Quotes remain steady this week, with prices generally unchanged from last week.

Quotes for bullocks remain at €4.10/kg, with larger regular suppliers able to squeeze €4.15/kg. A base price of €4.20/kg has also been paid to secure larger lots of cattle in the next three weeks.

Heifers are working off €4.15/kg to €4.20/kg again, with the higher quotes going to more regular suppliers.

Some factories have seen an increased appetite for Aberdeen Angus and Hereford cattle, with bonuses of up to 20c/kg back on the table. I have also heard of flat deals of as high as €4.50/kg being paid for mixtures of R and O grading dairy beef heifers.

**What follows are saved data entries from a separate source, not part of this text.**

//! Field arena with typed handles.
//!
//! State and diagnostic fields are stored in a [`FieldSet`] arena owned by
//! the coupled orchestrator. Each field is addressed by a [`FieldId`]
//! handle resolved once at setup; the per-stage hot loop never performs
//! string lookups.
//!
//! # Memory layout
//!
//! All field data lives in contiguous `Vec<f64>` buffers for
//! cache-friendly access and LLVM auto-vectorization. A 3D (volume) field
//! with `n_comp` components is laid out column-major:
//! `value(column, level, comp) = data[(column * n_levels + level) * n_comp + comp]`.
//! Level 0 is the bottom cell, level `n_levels - 1` the surface cell.
//! A 2D (surface) field drops the level index.

mod ops;

pub use ops::*;

use crate::error::{ModelError, Result};

/// Component indices of the packed 2D mode solution
/// [`FieldId::Solution2d`].
pub mod solution2d {
    /// x-velocity component.
    pub const U: usize = 0;
    /// y-velocity component.
    pub const V: usize = 1;
    /// Free-surface elevation component.
    pub const ETA: usize = 2;
}

/// Spatial support of a field.
#[derive(Clone, Copy, Debug, PartialEq, Eq)]
pub enum FieldLocation {
    /// 2D surface field: one value set per column.
    Surface,
    /// 3D extruded field: one value set per column and level.
    Volume,
}

/// Typed handle of a state or diagnostic field.
///
/// The packed 2D mode solution [`FieldId::Solution2d`] carries three
/// components `(u, v, eta)` per column, mirroring the mixed
/// velocity–elevation solution of the shallow-water system.
#[derive(Clone, Copy, Debug, PartialEq, Eq, Hash)]
pub enum FieldId {
    /// Packed 2D mode solution `(u, v, eta)`.
    Solution2d,
    /// Free-surface elevation projected to the 3D mesh.
    Elevation3d,
    /// Free-surface elevation at `t_{n+1/2}` (macro-step recipe only).
    Elevation3dNplusHalf,
    /// 3D horizontal velocity `(u, v)`.
    Velocity3d,
    /// Vertical velocity diagnosed from continuity.
    VertVelocity3d,
    /// Depth-averaged 3D velocity on the 2D mesh `(u, v)`.
    DepthAvgVelocity2d,
    /// Depth-averaged 3D velocity broadcast back to the 3D mesh `(u, v)`.
    DepthAvgVelocity3d,
    /// Salinity tracer.
    Salinity3d,
    /// Turbulent kinetic energy.
    Tke3d,
    /// Second turbulence quantity (generic length scale).
    Psi3d,
    /// Bathymetry (positive depth) on the 2D mesh.
    Bathymetry2d,
    /// Bathymetry broadcast to the 3D mesh.
    Bathymetry3d,
    /// Current vertical coordinate of each 3D cell center.
    ZCoord3d,
    /// Reference (rest state) vertical coordinate.
    ZCoordRef3d,
    /// Vertical element size on the 2D mesh (surface value).
    ElemHeight2d,
    /// Vertical element size on the 3D mesh.
    ElemHeight3d,
    /// Horizontal element size on the 3D mesh.
    HElemSize3d,
    /// Near-bottom horizontal velocity on the 2D mesh `(u, v)`.
    BottomVelocity2d,
    /// Near-bottom horizontal velocity on the 3D mesh `(u, v)`.
    BottomVelocity3d,
    /// Height of the near-bottom evaluation point above the bed (2D).
    ZBottom2d,
    /// Height of the near-bottom evaluation point above the bed (3D).
    ZBottom3d,
    /// Bottom drag coefficient on the 2D mesh.
    BottomDrag2d,
    /// Bottom drag coefficient on the 3D mesh.
    BottomDrag3d,
    /// Baroclinic pressure head.
    BaroHead3d,
    /// Depth-averaged baroclinic head on the 2D mesh.
    BaroHead2d,
    /// Vertical integral of the baroclinic head.
    BaroHeadInt3d,
    /// Horizontal velocity magnitude.
    VelocityMag3d,
    /// P1-projected horizontal velocity `(u, v)` used by stabilization.
    VelocityP1_3d,
    /// Smagorinsky eddy viscosity.
    SmagViscosity3d,
    /// Tracer-jump horizontal diffusivity.
    JumpDiffusivity3d,
    /// Upper bound for horizontal diffusivity.
    MaxHDiffusivity3d,
    /// Parabolic eddy-viscosity profile from bottom friction.
    ParabViscosity3d,
    /// ALE mesh velocity.
    MeshVelocity3d,
    /// ALE mesh velocity at the free surface (3D).
    MeshVelocitySurf3d,
    /// ALE mesh velocity at the free surface (2D).
    MeshVelocitySurf2d,
    /// Vertical derivative of the ALE mesh velocity.
    MeshVelocityDz3d,
}

impl FieldId {
    /// Spatial support of the field.
    pub fn location(self) -> FieldLocation {
        use FieldId::*;
        match self {
            Solution2d | DepthAvgVelocity2d | Bathymetry2d | ElemHeight2d | BottomVelocity2d
            | ZBottom2d | BottomDrag2d | BaroHead2d | MeshVelocitySurf2d => FieldLocation::Surface,
            _ => FieldLocation::Volume,
        }
    }

    /// Number of components per value set.
    pub fn n_comp(self) -> usize {
        use FieldId::*;
        match self {
            Solution2d => 3,
            Velocity3d | DepthAvgVelocity2d | DepthAvgVelocity3d | BottomVelocity2d
            | BottomVelocity3d | VelocityP1_3d => 2,
            _ => 1,
        }
    }

    /// Stable human-readable name, used in logs and error messages.
    pub fn name(self) -> &'static str {
        use FieldId::*;
        match self {
            Solution2d => "solution_2d",
            Elevation3d => "elev_3d",
            Elevation3dNplusHalf => "elev_3d_nplushalf",
            Velocity3d => "uv_3d",
            VertVelocity3d => "w_3d",
            DepthAvgVelocity2d => "uv_dav_2d",
            DepthAvgVelocity3d => "uv_dav_3d",
            Salinity3d => "salt_3d",
            Tke3d => "tke_3d",
            Psi3d => "psi_3d",
            Bathymetry2d => "bathymetry_2d",
            Bathymetry3d => "bathymetry_3d",
            ZCoord3d => "z_coord_3d",
            ZCoordRef3d => "z_coord_ref_3d",
            ElemHeight2d => "v_elem_size_2d",
            ElemHeight3d => "v_elem_size_3d",
            HElemSize3d => "h_elem_size_3d",
            BottomVelocity2d => "uv_bottom_2d",
            BottomVelocity3d => "uv_bottom_3d",
            ZBottom2d => "z_bottom_2d",
            ZBottom3d => "z_bottom_3d",
            BottomDrag2d => "bottom_drag_2d",
            BottomDrag3d => "bottom_drag_3d",
            BaroHead3d => "baro_head_3d",
            BaroHead2d => "baro_head_2d",
            BaroHeadInt3d => "baro_head_int_3d",
            VelocityMag3d => "uv_mag_3d",
            VelocityP1_3d => "uv_p1_3d",
            SmagViscosity3d => "smag_viscosity_3d",
            JumpDiffusivity3d => "jump_diffusivity_3d",
            MaxHDiffusivity3d => "max_h_diffusivity_3d",
            ParabViscosity3d => "parab_viscosity_3d",
            MeshVelocity3d => "w_mesh_3d",
            MeshVelocitySurf3d => "w_mesh_surf_3d",
            MeshVelocitySurf2d => "w_mesh_surf_2d",
            MeshVelocityDz3d => "dw_mesh_dz_3d",
        }
    }

    const ALL: [FieldId; 36] = [
        FieldId::Solution2d,
        FieldId::Elevation3d,
        FieldId::Elevation3dNplusHalf,
        FieldId::Velocity3d,
        FieldId::VertVelocity3d,
        FieldId::DepthAvgVelocity2d,
        FieldId::DepthAvgVelocity3d,
        FieldId::Salinity3d,
        FieldId::Tke3d,
        FieldId::Psi3d,
        FieldId::Bathymetry2d,
        FieldId::Bathymetry3d,
        FieldId::ZCoord3d,
        FieldId::ZCoordRef3d,
        FieldId::ElemHeight2d,
        FieldId::ElemHeight3d,
        FieldId::HElemSize3d,
        FieldId::BottomVelocity2d,
        FieldId::BottomVelocity3d,
        FieldId::ZBottom2d,
        FieldId::ZBottom3d,
        FieldId::BottomDrag2d,
        FieldId::BottomDrag3d,
        FieldId::BaroHead3d,
        FieldId::BaroHead2d,
        FieldId::BaroHeadInt3d,
        FieldId::VelocityMag3d,
        FieldId::VelocityP1_3d,
        FieldId::SmagViscosity3d,
        FieldId::JumpDiffusivity3d,
        FieldId::MaxHDiffusivity3d,
        FieldId::ParabViscosity3d,
        FieldId::MeshVelocity3d,
        FieldId::MeshVelocitySurf3d,
        FieldId::MeshVelocitySurf2d,
        FieldId::MeshVelocityDz3d,
    ];

    pub(crate) fn index(self) -> usize {
        Self::ALL.iter().position(|&id| id == self).unwrap()
    }
}

impl std::fmt::Display for FieldId {
    fn fmt(&self, f: &mut std::fmt::Formatter<'_>) -> std::fmt::Result {
        f.write_str(self.name())
    }
}

/// Column/level extent of the discretization.
///
/// Columns are arranged along a line with uniform spacing `dx`; this is
/// the minimal horizontal connectivity needed by the diagnostic
/// recomputations (divergence, gradients, jumps).
#[derive(Clone, Copy, Debug)]
pub struct Grid {
    /// Number of horizontal columns.
    pub n_columns: usize,
    /// Number of vertical levels per column.
    pub n_levels: usize,
    /// Horizontal column spacing (m).
    pub dx: f64,
}

impl Grid {
    /// Create a grid with the given extent and spacing.
    pub fn new(n_columns: usize, n_levels: usize, dx: f64) -> Self {
        assert!(n_columns > 0 && n_levels > 0);
        assert!(dx > 0.0);
        Self {
            n_columns,
            n_levels,
            dx,
        }
    }

    /// Number of scalar values a field with this support and component
    /// count holds.
    pub fn n_values(&self, location: FieldLocation, n_comp: usize) -> usize {
        match location {
            FieldLocation::Surface => self.n_columns * n_comp,
            FieldLocation::Volume => self.n_columns * self.n_levels * n_comp,
        }
    }

    /// Flat index of `(column, level, comp)` in a volume field.
    #[inline]
    pub fn idx3(&self, column: usize, level: usize, n_comp: usize, comp: usize) -> usize {
        (column * self.n_levels + level) * n_comp + comp
    }
}

/// A named, mutable discretized array.
#[derive(Clone, Debug)]
pub struct Field {
    id: FieldId,
    data: Vec<f64>,
}

impl Field {
    /// Allocate a zero-initialized field for `id` on `grid`.
    pub fn zeros(id: FieldId, grid: &Grid) -> Self {
        let len = grid.n_values(id.location(), id.n_comp());
        Self {
            id,
            data: vec![0.0; len],
        }
    }

    /// Handle of this field.
    pub fn id(&self) -> FieldId {
        self.id
    }

    /// Field values.
    #[inline]
    pub fn values(&self) -> &[f64] {
        &self.data
    }

    /// Mutable field values.
    #[inline]
    pub fn values_mut(&mut self) -> &mut [f64] {
        &mut self.data
    }

    /// Overwrite this field from `other`.
    pub fn assign(&mut self, other: &[f64]) {
        self.data.copy_from_slice(other);
    }
}

/// Arena of registered fields, owned by the orchestrator.
///
/// Sub-integrators and pipeline steps borrow the set mutably for the
/// duration of a call; exclusivity is enforced by call order (the
/// execution model is single-threaded).
#[derive(Clone, Debug)]
pub struct FieldSet {
    grid: Grid,
    slots: Vec<Option<Field>>,
}

impl FieldSet {
    /// Create an empty field set on `grid`.
    pub fn new(grid: Grid) -> Self {
        Self {
            grid,
            slots: (0..FieldId::ALL.len()).map(|_| None).collect(),
        }
    }

    /// Grid the fields are discretized on.
    pub fn grid(&self) -> &Grid {
        &self.grid
    }

    /// Register (allocate) a field; re-registering is a no-op.
    pub fn register(&mut self, id: FieldId) -> &mut Self {
        let slot = &mut self.slots[id.index()];
        if slot.is_none() {
            *slot = Some(Field::zeros(id, &self.grid));
        }
        self
    }

    /// Register several fields at once.
    pub fn register_all(&mut self, ids: &[FieldId]) -> &mut Self {
        for &id in ids {
            self.register(id);
        }
        self
    }

    /// Whether `id` is registered.
    pub fn has(&self, id: FieldId) -> bool {
        self.slots[id.index()].is_some()
    }

    /// Fail with [`ModelError::MissingField`] unless `id` is registered.
    pub fn require(&self, id: FieldId) -> Result<()> {
        if self.has(id) {
            Ok(())
        } else {
            Err(ModelError::MissingField(id))
        }
    }

    /// Values of a registered field.
    ///
    /// # Panics
    /// Panics if the field is not registered; registration is validated
    /// with [`FieldSet::require`] at construction time.
    #[inline]
    pub fn values(&self, id: FieldId) -> &[f64] {
        self.slots[id.index()]
            .as_ref()
            .unwrap_or_else(|| panic!("field `{}` is not registered", id))
            .values()
    }

    /// Mutable values of a registered field.
    #[inline]
    pub fn values_mut(&mut self, id: FieldId) -> &mut [f64] {
        self.slots[id.index()]
            .as_mut()
            .unwrap_or_else(|| panic!("field `{}` is not registered", id))
            .values_mut()
    }

    /// Remove a field from the arena to operate on it while reading
    /// other fields. Must be paired with [`FieldSet::put`].
    pub fn take(&mut self, id: FieldId) -> Field {
        self.slots[id.index()]
            .take()
            .unwrap_or_else(|| panic!("field `{}` is not registered", id))
    }

    /// Return a field taken with [`FieldSet::take`].
    pub fn put(&mut self, field: Field) {
        let idx = field.id().index();
        self.slots[idx] = Some(field);
    }

    /// Run `f` with mutable access to `id` and shared access to the rest
    /// of the set.
    pub fn with_field_mut<R>(&mut self, id: FieldId, f: impl FnOnce(&mut Field, &FieldSet) -> R) -> R {
        let mut field = self.take(id);
        let result = f(&mut field, self);
        self.put(field);
        result
    }
}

The bull trade remains buoyant, with €4.10/kg to €4.15/kg on the table for under-16-month bulls.

At €4.15/kg base price, this means a U=3= bull is up at €4.45. At €4.15/kg base, a U=3= steer is coming into €4.53, just 8c/kg more, which makes you wonder about all the negative talk around bulls and the fact that they don’t want them anymore.

Cows still remain top of the pile in terms of factory appetite, with some serious money being paid in marts over the last two weeks for well-fleshed quality suckler cows.

With several agents working on online bidding up and down the country, marts are the only town for a good cow.

R grading cows are working off €3.75/kg to €3.85/kg, depending on flesh and quality, with U grading cows on 5c to 10c/kg more. O grading cows are working off €3.60/kg to €3.65/kg and P grades coming in at €3.30/kg to €3.40/kg.

Factories are still very eager for finished cattle, despite some of them expressing the sentiment this week that there was loads of cattle available.

One agent I spoke to even talked about price coming back. This is the oldest trick in the book, when you can’t get cattle, talk about a price reduction and that flushes out the weak sellers.

Factories continue to bump up the weekly kill, with purchases in marts around the country.

Shed cattle have all but dried up at this stage. May and June was always a tricky time for supply. That’s why any of the integrated supply programmes offer increased bonuses at this time of year to encourage more supply for the next few weeks.

Last week’s kill dropped to 28,404, a drop of 1,732 in seven days. This has been the largest drop in the kill for some time and would signal a real tightening in supplies.

Cows saw the biggest drop, with 646 fewer cows killed in the last week.

IFA livestock chair Brendan Golden said: “Farmers need to bargain hard when selling. Factories are trying everything at the moment to get cattle, including putting agents on the road in search of cattle this week.

“We are seeing big differences in prices being paid in different parts of the country, so it’s important that farmers sell hard when they can.”

Northern Ireland

The beef trade in Northern Ireland appears to have settled, with little price movement over the past few weeks.

Base quotes remain on 378p/kg (€4.63/kg inc VAT) for U-3 grading animals, although deals remain well ahead of this level.

Prime steers and heifers are making 394p to 398p/kg (€4.82 to €4.88/kg) with higher prices reserved for specialist finishers.

There are more cattle coming on the market, which is suppressing any further momentum. Cull cows remain on a base of 290p/kg (€3.55/kg) for R3 animals with deals of 320p/kg on offer.